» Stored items

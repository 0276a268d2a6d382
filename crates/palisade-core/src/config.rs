//! Configuration for ACL lookup and caching.
//!
//! Every field has a default, so an empty document is a valid configuration.
//!
//! ```toml
//! [lookup]
//! max_depth = 32
//! batch_size = 50
//! store_timeout_ms = 5000
//!
//! [cache]
//! enabled = true
//! ttl_secs = 300
//! cascade_invalidation = true
//! ```

use std::path::Path;
use std::time::Duration;

use serde::{Deserialize, Serialize};

use crate::error::{Error, Result};

/// Default maximum number of parent hops followed during resolution.
pub const DEFAULT_MAX_DEPTH: usize = 32;

/// Default number of identities per backing-store read.
pub const DEFAULT_BATCH_SIZE: usize = 50;

/// Default backing-store call timeout, in milliseconds.
pub const DEFAULT_STORE_TIMEOUT_MS: u64 = 5_000;

/// Top-level Palisade configuration.
#[derive(Debug, Clone, Default, PartialEq, Eq, Serialize, Deserialize)]
#[serde(default)]
pub struct AclConfig {
    /// Lookup strategy settings.
    pub lookup: LookupConfig,
    /// Cache settings.
    pub cache: CacheConfig,
}

/// Settings for batched, hierarchy-aware resolution.
#[derive(Debug, Clone, PartialEq, Eq, Serialize, Deserialize)]
#[serde(default)]
pub struct LookupConfig {
    /// Maximum parent hops before resolution fails with `DepthExceeded`.
    pub max_depth: usize,
    /// Maximum identities sent to the store in one read.
    pub batch_size: usize,
    /// Timeout for a single backing-store call, in milliseconds.
    pub store_timeout_ms: u64,
}

impl Default for LookupConfig {
    fn default() -> Self {
        Self {
            max_depth: DEFAULT_MAX_DEPTH,
            batch_size: DEFAULT_BATCH_SIZE,
            store_timeout_ms: DEFAULT_STORE_TIMEOUT_MS,
        }
    }
}

impl LookupConfig {
    /// Store call timeout as a `Duration`.
    pub fn store_timeout(&self) -> Duration {
        Duration::from_millis(self.store_timeout_ms)
    }

    /// Rejects zero depth, batch size, or timeout.
    pub fn validate(&self) -> Result<()> {
        if self.max_depth == 0 {
            return Err(Error::config("lookup.max_depth must be at least 1"));
        }
        if self.batch_size == 0 {
            return Err(Error::config("lookup.batch_size must be at least 1"));
        }
        if self.store_timeout_ms == 0 {
            return Err(Error::config("lookup.store_timeout_ms must be at least 1"));
        }
        Ok(())
    }
}

/// Settings for the resolved-Acl cache.
#[derive(Debug, Clone, PartialEq, Eq, Serialize, Deserialize)]
#[serde(default)]
pub struct CacheConfig {
    /// When `false`, every resolution reads the store. In-flight
    /// deduplication still applies.
    pub enabled: bool,
    /// Entry lifetime in seconds. `None` keeps entries until invalidated.
    #[serde(skip_serializing_if = "Option::is_none")]
    pub ttl_secs: Option<u64>,
    /// Whether invalidating an Acl also evicts cached descendants.
    pub cascade_invalidation: bool,
}

impl Default for CacheConfig {
    fn default() -> Self {
        Self {
            enabled: true,
            ttl_secs: None,
            cascade_invalidation: true,
        }
    }
}

impl CacheConfig {
    /// Entry lifetime as a `Duration`, if one is configured.
    pub fn ttl(&self) -> Option<Duration> {
        self.ttl_secs.map(Duration::from_secs)
    }

    /// Rejects a zero TTL.
    pub fn validate(&self) -> Result<()> {
        if self.ttl_secs == Some(0) {
            return Err(Error::config("cache.ttl_secs must be at least 1 when set"));
        }
        Ok(())
    }
}

impl AclConfig {
    /// Parses and validates a TOML document.
    pub fn from_toml_str(content: &str) -> Result<Self> {
        let config: Self =
            toml::from_str(content).map_err(|e| Error::config(format!("Invalid TOML: {e}")))?;
        config.validate()?;
        Ok(config)
    }

    /// Loads and validates a TOML file.
    pub fn load(path: &Path) -> Result<Self> {
        let content = std::fs::read_to_string(path).map_err(|e| Error::io_with_path(e, path))?;
        let config = Self::from_toml_str(&content)?;
        log::debug!("Loaded ACL configuration from {}", path.display());
        Ok(config)
    }

    /// Serializes to a TOML document.
    pub fn to_toml_string(&self) -> Result<String> {
        toml::to_string_pretty(self).map_err(|e| Error::config(e.to_string()))
    }

    /// Rejects settings that would make resolution impossible.
    pub fn validate(&self) -> Result<()> {
        self.lookup.validate()?;
        self.cache.validate()
    }
}
//! Stored row types and their decoding.
//!
//! Rows have a fixed field contract. A JSON document of rows looks like:
//!
//! ```json
//! [
//!   {
//!     "object_identity": { "object_type": "Folder", "identifier": 1 },
//!     "owner": { "principal": "admin" },
//!     "entries": [
//!       { "sid": { "principal": "admin" }, "mask": 7, "granting": true }
//!     ]
//!   },
//!   {
//!     "object_identity": { "object_type": "Document", "identifier": 5 },
//!     "parent": { "object_type": "Folder", "identifier": 1 },
//!     "owner": { "principal": "admin" }
//!   }
//! ]
//! ```
//!
//! `parent`, `entries`, `id`, and the audit flags are optional;
//! `entries_inheriting` defaults to `true`.

use palisade_core::{AccessControlEntry, Error, ObjectIdentity, Result, Sid};
use serde::{Deserialize, Serialize};

/// One stored ACL: the object, its parent link, and its entries.
#[derive(Debug, Clone, PartialEq, Eq, Serialize, Deserialize)]
pub struct AclRow {
    /// The protected object.
    pub object_identity: ObjectIdentity,

    /// Parent object, if the ACL participates in a hierarchy.
    #[serde(default, skip_serializing_if = "Option::is_none")]
    pub parent: Option<ObjectIdentity>,

    /// Owner of the object.
    pub owner: Sid,

    /// Whether the parent's entries apply.
    #[serde(default = "default_inheriting")]
    pub entries_inheriting: bool,

    /// Entries in precedence order.
    #[serde(default)]
    pub entries: Vec<AceRow>,
}

/// One stored access control entry.
#[derive(Debug, Clone, PartialEq, Eq, Serialize, Deserialize)]
pub struct AceRow {
    /// Store-assigned id.
    #[serde(default, skip_serializing_if = "Option::is_none")]
    pub id: Option<i64>,
    /// Sid the entry applies to.
    pub sid: Sid,
    /// Permission bitmask.
    pub mask: u32,
    /// Grant (`true`) or deny (`false`).
    pub granting: bool,
    /// Audit successful checks.
    #[serde(default)]
    pub audit_success: bool,
    /// Audit rejected checks.
    #[serde(default)]
    pub audit_failure: bool,
}

fn default_inheriting() -> bool {
    true
}

impl AclRow {
    /// Creates a root row with no entries.
    pub fn new(object_identity: ObjectIdentity, owner: Sid) -> Self {
        Self {
            object_identity,
            parent: None,
            owner,
            entries_inheriting: true,
            entries: Vec::new(),
        }
    }

    /// Sets the parent link.
    pub fn with_parent(mut self, parent: ObjectIdentity) -> Self {
        self.parent = Some(parent);
        self
    }

    /// Sets the inheritance flag.
    pub fn with_entries_inheriting(mut self, inheriting: bool) -> Self {
        self.entries_inheriting = inheriting;
        self
    }

    /// Appends an entry.
    pub fn with_entry(mut self, entry: AceRow) -> Self {
        self.entries.push(entry);
        self
    }

    /// Keeps only the entries for `sids`, preserving order.
    pub fn retain_sids(&mut self, sids: &[Sid]) {
        self.entries.retain(|ace| sids.contains(&ace.sid));
    }

    /// Converts the stored entries into domain entries.
    pub fn access_control_entries(&self) -> Vec<AccessControlEntry> {
        self.entries.iter().map(AccessControlEntry::from).collect()
    }
}

impl AceRow {
    /// Creates a granting entry row.
    pub fn grant(sid: Sid, mask: u32) -> Self {
        Self {
            id: None,
            sid,
            mask,
            granting: true,
            audit_success: false,
            audit_failure: false,
        }
    }

    /// Creates a denying entry row.
    pub fn deny(sid: Sid, mask: u32) -> Self {
        Self {
            granting: false,
            ..Self::grant(sid, mask)
        }
    }
}

impl From<&AceRow> for AccessControlEntry {
    fn from(row: &AceRow) -> Self {
        let entry = AccessControlEntry::new(row.sid.clone(), row.mask, row.granting)
            .with_audit(row.audit_success, row.audit_failure);
        match row.id {
            Some(id) => entry.with_id(id),
            None => entry,
        }
    }
}

/// Decodes a JSON array of rows.
///
/// # Errors
///
/// Returns [`Error::Validation`] if the document does not match the row
/// contract.
pub fn decode_rows(json: &str) -> Result<Vec<AclRow>> {
    serde_json::from_str(json).map_err(|e| Error::validation(format!("Malformed ACL rows: {e}")))
}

» What you will do
Only those lines of the entries above that run from the line containing "pub const DEFAULT_MAX_DEPTH: usize = 32;" to the line containing "call, in milliseconds.", both included, should be transcribed exactly.

» Expected answer
pub const DEFAULT_MAX_DEPTH: usize = 32;

/// Default number of identities per backing-store read.
pub const DEFAULT_BATCH_SIZE: usize = 50;

/// Default backing-store call timeout, in milliseconds.
pub const DEFAULT_STORE_TIMEOUT_MS: u64 = 5_000;

/// Top-level Palisade configuration.
#[derive(Debug, Clone, Default, PartialEq, Eq, Serialize, Deserialize)]
#[serde(default)]
pub struct AclConfig {
    /// Lookup strategy settings.
    pub lookup: LookupConfig,
    /// Cache settings.
    pub cache: CacheConfig,
}

/// Settings for batched, hierarchy-aware resolution.
#[derive(Debug, Clone, PartialEq, Eq, Serialize, Deserialize)]
#[serde(default)]
pub struct LookupConfig {
    /// Maximum parent hops before resolution fails with `DepthExceeded`.
    pub max_depth: usize,
    /// Maximum identities sent to the store in one read.
    pub batch_size: usize,
    /// Timeout for a single backing-store call, in milliseconds.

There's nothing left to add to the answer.